RNA interference (RNAi) has been developed for plant pest control. In this study, hairpin-type double-stranded RNA (dsRNA) targeting the juvenile hormone (JH) acid methyltransferase (JHAMT) gene (dsJHAMT) was introduced in potato plants via Agrobacterium-mediated transformation. The results indicated that the transcriptional RNA of dsJHAMT accumulated in the transgenic plants. The transcripts and proteins of the L. decemlineata JHAMT gene were significantly reduced in larvae feeding on dsJHAMT transgenic foliage. The dsJHAMT had a significant negative effect on the growth and development of L. decemlineata, especially resulting in less oviposition. Importantly, in the field trials, transgenic plants are high-efficiently protected from insect damage mainly because surviving insects laid fewer or no eggs. Even full protection from beetle damage can be acquired by continuously lowering insect population size at large scale in the field over the years. Therefore, the transgenic plants expressing dsJHAMT successfully provided an additional option for plant pest control.
Crossley MS, Rondon SI, Schoville SD. Evolutionary Applications. 2019;12(4):804-814. doi: 10.1111/eva.12757.
Changing landscape heterogeneity can influence connectivity and alter genetic variation in local populations, but there can be a lag between ecological change and evolutionary responses. Temporal lag effects might be acute in agroecosystems, where land cover has changed substantially in the last two centuries. Here, we evaluate how patterns of an insect pest's genetic differentiation are related to past and present agricultural land cover change over a 150-year period.

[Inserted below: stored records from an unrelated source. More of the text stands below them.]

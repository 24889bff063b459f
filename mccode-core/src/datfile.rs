//! Parsed McCode data files.
//!
//! A file declares its histogram shape in the `type` header field
//! (`array_1d(N)` or `array_2d(Nx, Ny)`) and the names of the stacked data
//! columns in `variables`. Construction validates the data block against
//! that declaration and stores it with the variable as the leading axis.

use crate::block::load_block;
use crate::dims::{parse_limits, DimensionDescriptor};
use crate::header::{split_lines, Header};
use crate::{Error, Result};
use log::debug;
use ndarray::{Array2, Array3, ArrayViewD, Axis};
use std::collections::HashMap;
use std::path::{Path, PathBuf};

/// Header key holding the declared type tag.
pub const TYPE_KEY: &str = "type";
/// Header key holding the variable names.
pub const VARIABLES_KEY: &str = "variables";

const XLABEL: &str = "xlabel";
const YLABEL: &str = "ylabel";
const XLIMITS: &str = "xlimits";
const XYLIMITS: &str = "xylimits";

/// Declared histogram shape.
#[derive(Debug, Clone, Copy, PartialEq, Eq)]
pub enum DatType {
    /// `array_1d(nx)`
    Array1d { nx: usize },
    /// `array_2d(nx, ny)`
    Array2d { nx: usize, ny: usize },
}

impl DatType {
    /// Parses a type tag such as `array_2d(100, 50)`.
    ///
    /// # Errors
    /// Returns [`Error::Dimensionality`] for anything but one or two sizes,
    /// or [`Error::InvalidField`] if the tag is malformed.
    pub fn parse(tag: &str) -> Result<Self> {
        let invalid = |reason: String| Error::InvalidField {
            key: TYPE_KEY.to_string(),
            reason,
        };

        let (_, args) = tag
            .split_once('(')
            .ok_or_else(|| invalid(format!("missing '(' in {tag:?}")))?;
        let args: Vec<&str> = args.trim().trim_end_matches(')').split(',').collect();
        if !(1..=2).contains(&args.len()) {
            return Err(Error::Dimensionality(args.len()));
        }

        let sizes = args
            .iter()
            .map(|arg| {
                arg.trim()
                    .parse::<usize>()
                    .map_err(|_| invalid(format!("{arg:?} is not a bin count in {tag:?}")))
            })
            .collect::<Result<Vec<_>>>()?;

        match sizes.as_slice() {
            [nx] => Ok(Self::Array1d { nx: *nx }),
            [nx, ny] => Ok(Self::Array2d { nx: *nx, ny: *ny }),
            other => Err(Error::Dimensionality(other.len())),
        }
    }

    /// Number of histogram axes.
    #[must_use]
    pub fn ndim(self) -> usize {
        match self {
            Self::Array1d { .. } => 1,
            Self::Array2d { .. } => 2,
        }
    }
}

/// Header content shared by both file variants.
#[derive(Debug, Clone, PartialEq, Eq)]
pub struct DatHeader {
    source: PathBuf,
    metadata: HashMap<String, String>,
    parameters: HashMap<String, String>,
    variables: Vec<String>,
}

impl DatHeader {
    /// Wraps parsed header maps, reading variable names from `variables`.
    #[must_use]
    pub fn new(source: PathBuf, header: Header) -> Self {
        let variables = header
            .metadata
            .get(VARIABLES_KEY)
            .map(|names| names.split_whitespace().map(str::to_string).collect())
            .unwrap_or_default();
        Self {
            source,
            metadata: header.metadata,
            parameters: header.parameters,
            variables,
        }
    }

    /// Path of the originating file.
    #[must_use]
    pub fn source(&self) -> &Path {
        &self.source
    }

    /// Non-parameter header fields.
    #[must_use]
    pub fn metadata(&self) -> &HashMap<String, String> {
        &self.metadata
    }

    /// Instrument parameters, as written.
    #[must_use]
    pub fn parameters(&self) -> &HashMap<String, String> {
        &self.parameters
    }

    /// Variable names in data-block order.
    #[must_use]
    pub fn variables(&self) -> &[String] {
        &self.variables
    }

    /// Raw `type` tag.
    ///
    /// # Errors
    /// Returns [`Error::UnknownKey`] if the header has no `type` field.
    pub fn type_tag(&self) -> Result<&str> {
        self.metadata
            .get(TYPE_KEY)
            .map(String::as_str)
            .ok_or_else(|| Error::UnknownKey(TYPE_KEY.to_string()))
    }

    /// Parsed `type` tag.
    ///
    /// # Errors
    /// Returns an error if `type` is missing or malformed.
    pub fn dat_type(&self) -> Result<DatType> {
        DatType::parse(self.type_tag()?)
    }

    fn shape_mismatch(&self, expected: Vec<usize>, found: &[usize]) -> Error {
        Error::ShapeMismatch {
            expected,
            found: found.to_vec(),
            declared: self.metadata.get(TYPE_KEY).cloned().unwrap_or_default(),
            variables: self.variables.len(),
        }
    }
}

/// A value resolved by name from a parsed file.
#[derive(Debug, Clone, PartialEq)]
pub enum Field<'a> {
    /// Slice of the data array for one variable.
    Variable(ArrayViewD<'a, f64>),
    /// Instrument parameter value.
    Parameter(&'a str),
    /// Header metadata value.
    Metadata(&'a str),
}

impl<'a> Field<'a> {
    /// Returns the text of a parameter or metadata field.
    #[must_use]
    pub fn as_text(&self) -> Option<&'a str> {
        match self {
            Self::Variable(_) => None,
            Self::Parameter(text) | Self::Metadata(text) => Some(*text),
        }
    }
}

/// Common view of a parsed histogram file.
pub trait HistogramSource {
    /// Header maps and variable names.
    fn header(&self) -> &DatHeader;

    /// Data array in canonical layout, variable axis first.
    fn data(&self) -> ArrayViewD<'_, f64>;

    /// Bin-edge descriptors, one per histogram axis in `(x, y)` order.
    ///
    /// # Errors
    /// Returns an error if the axis labels or limits are missing or invalid.
    fn dim_metadata(&self) -> Result<Vec<DimensionDescriptor>>;

    /// Looks up `name` as a variable, then a parameter, then metadata.
    ///
    /// # Errors
    /// Returns [`Error::AmbiguousKey`] if the variable is listed more than
    /// once and [`Error::UnknownKey`] if the name is not found at all.
    fn resolve(&self, name: &str) -> Result<Field<'_>> {
        let header = self.header();
        let indices: Vec<usize> = header
            .variables
            .iter()
            .enumerate()
            .filter(|(_, variable)| *variable == name)
            .map(|(index, _)| index)
            .collect();

        if indices.len() > 1 {
            return Err(Error::AmbiguousKey {
                key: name.to_string(),
                indices,
            });
        }
        if let Some(&index) = indices.first() {
            return Ok(Field::Variable(self.data().index_axis_move(Axis(0), index)));
        }

        if let Some(value) = header.parameters.get(name) {
            Ok(Field::Parameter(value))
        } else if let Some(value) = header.metadata.get(name) {
            Ok(Field::Metadata(value))
        } else {
            Err(Error::UnknownKey(name.to_string()))
        }
    }

    /// Resolves `name` to a variable's data.
    ///
    /// # Errors
    /// Returns an error if the name is unknown or is not a variable.
    fn variable(&self, name: &str) -> Result<ArrayViewD<'_, f64>> {
        match self.resolve(name)? {
            Field::Variable(view) => Ok(view),
            Field::Parameter(_) | Field::Metadata(_) => Err(Error::NotAVariable(name.to_string())),
        }
    }

    /// Resolves `name` to parameter or metadata text.
    ///
    /// # Errors
    /// Returns an error if the name is unknown or is a variable.
    fn text(&self, name: &str) -> Result<&str> {
        self.resolve(name)?
            .as_text()
            .ok_or_else(|| Error::NotText(name.to_string()))
    }
}

/// One-dimensional histogram, data stored as `(variable, x)`.
#[derive(Debug, Clone, PartialEq)]
pub struct DatFile1D {
    header: DatHeader,
    data: Array2<f64>,
}

impl DatFile1D {
    /// Validates a raw `(nx, variables)` block and transposes it.
    fn from_parts(header: DatHeader, nx: usize, raw: Array2<f64>) -> Result<Self> {
        let nv = header.variables.len();
        if raw.dim() != (nx, nv) {
            return Err(header.shape_mismatch(vec![nx, nv], raw.shape()));
        }
        let data = raw.reversed_axes().as_standard_layout().into_owned();
        Ok(Self { header, data })
    }

    /// Canonical `(variable, x)` data.
    #[must_use]
    pub fn canonical_data(&self) -> &Array2<f64> {
        &self.data
    }
}

impl HistogramSource for DatFile1D {
    fn header(&self) -> &DatHeader {
        &self.header
    }

    fn data(&self) -> ArrayViewD<'_, f64> {
        self.data.view().into_dyn()
    }

    fn dim_metadata(&self) -> Result<Vec<DimensionDescriptor>> {
        let [lower, upper] = parse_limits::<2>(XLIMITS, self.text(XLIMITS)?)?;
        let x = DimensionDescriptor::new(self.data.ncols(), self.text(XLABEL)?, lower, upper)?;
        Ok(vec![x])
    }
}

/// Two-dimensional histogram, data stored as `(variable, y, x)`.
#[derive(Debug, Clone, PartialEq)]
pub struct DatFile2D {
    header: DatHeader,
    data: Array3<f64>,
}

impl DatFile2D {
    /// Validates a raw `(ny * variables, nx)` block and splits it into one
    /// `ny` by `nx` block per variable, in declared order.
    fn from_parts(header: DatHeader, nx: usize, ny: usize, raw: Array2<f64>) -> Result<Self> {
        let nv = header.variables.len();
        let Some(rows) = ny.checked_mul(nv) else {
            return Err(header.shape_mismatch(vec![nv, ny, nx], raw.shape()));
        };
        if raw.dim() != (rows, nx) {
            return Err(header.shape_mismatch(vec![rows, nx], raw.shape()));
        }
        let found = raw.shape().to_vec();
        let data = raw
            .into_shape_with_order((nv, ny, nx))
            .map_err(|_| header.shape_mismatch(vec![nv, ny, nx], &found))?;
        Ok(Self { header, data })
    }

    /// Canonical `(variable, y, x)` data.
    #[must_use]
    pub fn canonical_data(&self) -> &Array3<f64> {
        &self.data
    }
}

We quantified change in the amount of potato, Solanum tuberosum L., land cover since 1850 using county-level agricultural census reports, obtained allele frequency data from 7,408 single-nucleotide polymorphism loci, and compared effects of historic and contemporary landscape connectivity on genetic differentiation of Colorado potato beetle, Leptinotarsa decemlineata Say, in two agricultural landscapes in the United States. We found that potato land cover peaked in Wisconsin in the early 1900s, followed by rapid decline and spatial concentration, whereas it increased in amount and extent in the Columbia Basin of Oregon and Washington beginning in the 1960s. In both landscapes, we found small effect sizes of landscape resistance on genetic differentiation, but a 20× to 1,000× larger effect of contemporary relative to historic landscape resistances. Demographic analyses suggest population size trajectories were largely consistent among regions and therefore are not likely to have differentially impacted the observed patterns of population structure in each region. Weak landscape genetic associations might instead be related to the coarse resolution of our historical land cover data. Despite rapid changes in agricultural landscapes over the last two centuries, genetic differentiation among L. decemlineata populations appears to reflect ongoing landscape change. The historical landscape genetic framework employed in this study is broadly applicable to other agricultural pests and might reveal general responses of pests to agricultural land-use change.